Background information
- Born: Marguerite Dedeyan 3 November 2000 (age 25) Paris, France
- Genres: Pop; chanson;
- Occupations: Singer; songwriter; actress;
- Instrument: Vocals;
- Years active: 2024–present
- Labels: Columbia; Sony Music France;

= Marguerite (singer) =

French singer-songwriter (born 2000)

Marguerite Dedeyan (born 3 November 2000), known professionally as simply Marguerite (stylized in all lower case), is a French singer, songwriter, and actress. Dedeyan rose to prominence after participating in the twelfth season of the TF1 singing competition series Star Academy (2024–2025), where she placed sixth.
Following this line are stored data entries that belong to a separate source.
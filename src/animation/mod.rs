//! Keyframe animation
//!
//! Channels select the keyframes bracketing the playback time and blend them
//! with a [`Interpolator`]. Sampled channels override the animated node's
//! base transform; channels missing from either bracketing keyframe leave the
//! base value in place.

mod clip;
mod interpolation;
mod keyframe;

pub use clip::*;
pub use interpolation::*;
pub use keyframe::*;
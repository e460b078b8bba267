//! wgpu device implementation
//!
//! The state-machine API is recorded into pending passes: binding a different
//! framebuffer or clearing after draws starts a new pass. Every draw resolves
//! a pipeline from a cache keyed by program, target formats and fixed-function
//! state, and packs the bound program's uniforms into fresh buffers. Passes are
//! encoded and submitted on [`GraphicsDevice::submit`].

mod conversion;

use crate::backend::shader::*;
use crate::backend::state::StateTracker;
use crate::backend::traits::*;
use crate::backend::types::*;
use crate::backend::uniforms::{ProgramUniforms, UniformValue};
use std::collections::HashMap;
use wgpu::util::DeviceExt;

struct WgpuTexture {
    texture: wgpu::Texture,
    view: wgpu::TextureView,
    desc: TextureDescriptor,
}

struct WgpuMesh {
    vertex_buffer: wgpu::Buffer,
    index_buffer: wgpu::Buffer,
    index_count: u32,
    topology: PrimitiveTopology,
}

struct WgpuProgram {
    label: String,
    module: wgpu::ShaderModule,
    bind_group_layout: wgpu::BindGroupLayout,
    pipeline_layout: wgpu::PipelineLayout,
    textures: Vec<TextureSlot>,
    has_fragment: bool,
}

/// Everything a render pipeline is specialized on
#[derive(Debug, Clone, PartialEq, Eq, Hash)]
struct PipelineKey {
    program: u64,
    color_formats: Vec<TextureFormat>,
    depth_format: Option<TextureFormat>,
    depth: DepthState,
    cull: CullMode,
    topology: PrimitiveTopology,
    fullscreen: bool,
}

struct RecordedDraw {
    pipeline: PipelineKey,
    bind_group: wgpu::BindGroup,
    mesh: Option<u64>,
    viewport: Viewport,
}

/// Work recorded against one framebuffer
struct PendingPass {
    framebuffer: Option<FramebufferHandle>,
    color_clear: Option<[f32; 4]>,
    depth_clear: Option<f32>,
    draws: Vec<RecordedDraw>,
}

impl PendingPass {
    fn new(framebuffer: Option<FramebufferHandle>) -> Self {
        Self {
            framebuffer,
            color_clear: None,
            depth_clear: None,
            draws: Vec::new(),
        }
    }

    /// Depth is attached read-only unless the pass clears or writes it
    fn writes_depth(&self) -> bool {
        self.depth_clear.is_some() || self.draws.iter().any(|d| d.pipeline.depth.write)
    }
}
Dedeyan released her debut extended play Grandir in 2025, which included the single "Les filles, les meufs".

==Early life==
Dedeyan was born on 3 November 2000 in Paris and raised in the city of Neuilly-sur-Seine in the Hauts-de-Seine department. Dedeyan is of Armenian descent and is a descendant of the princely Artsruni dynasty, with her family fleeing from İzmir to France during the Armenian genocide. She began pursuing musical theatre and acting in her childhood.
==Career==
===2024–present: Star Academy and Grandir===
Dedeyan began her professional career in October 2024 after appearing as a contestant in season 12 of the TF1 singing competition series Star Academy. She went on to secure a spot on the annual Star Academy nationwide tour, before being eliminated from the series in December 2024, placing sixth. In the aftermath of the competition, Dedeyan signed recording contracts with Columbia Records and Sony Music France.

Dedeyan released her debut single "Les filles, les meufs" in April 2025, which lyrically addresses her bisexuality. The song quickly became popular on TikTok, and ultimately became Dedeyan's breakout single. "Les filles, les meufs" went on to become certified platinum in France, while also becoming a top ten hit in Belgium. She went on to release her debut extended play Grandir in September 2025.

Dedeyan began her acting career after appearing in a supporting role in the film Le Mélange des genres by Michel Leclerc in April 2025.
==Personal life==
Dedeyan is openly bisexual, and often features queer and feminist themes in her music. Her song "Les filles, les meufs" was referred to by French LGBT magazine Têtu as a "queer anthem".
==Discography==
===Singles===

List of singles, with selected chart positions, showing year released, certifications and album name
| Title | Year | Peak chart positions |  | Certifications | Album |
| FRA | BEL (WA) |
| "Les filles, les meufs" | 2025 | 44 | 6 | SNEP: Platinum; | Grandir |
| "La maison" | — | 25 |  |
| "Bellevie" | 2026 | — | 3 |  | Non-album single |
"—" denotes a recording that did not chart or was not released in that country.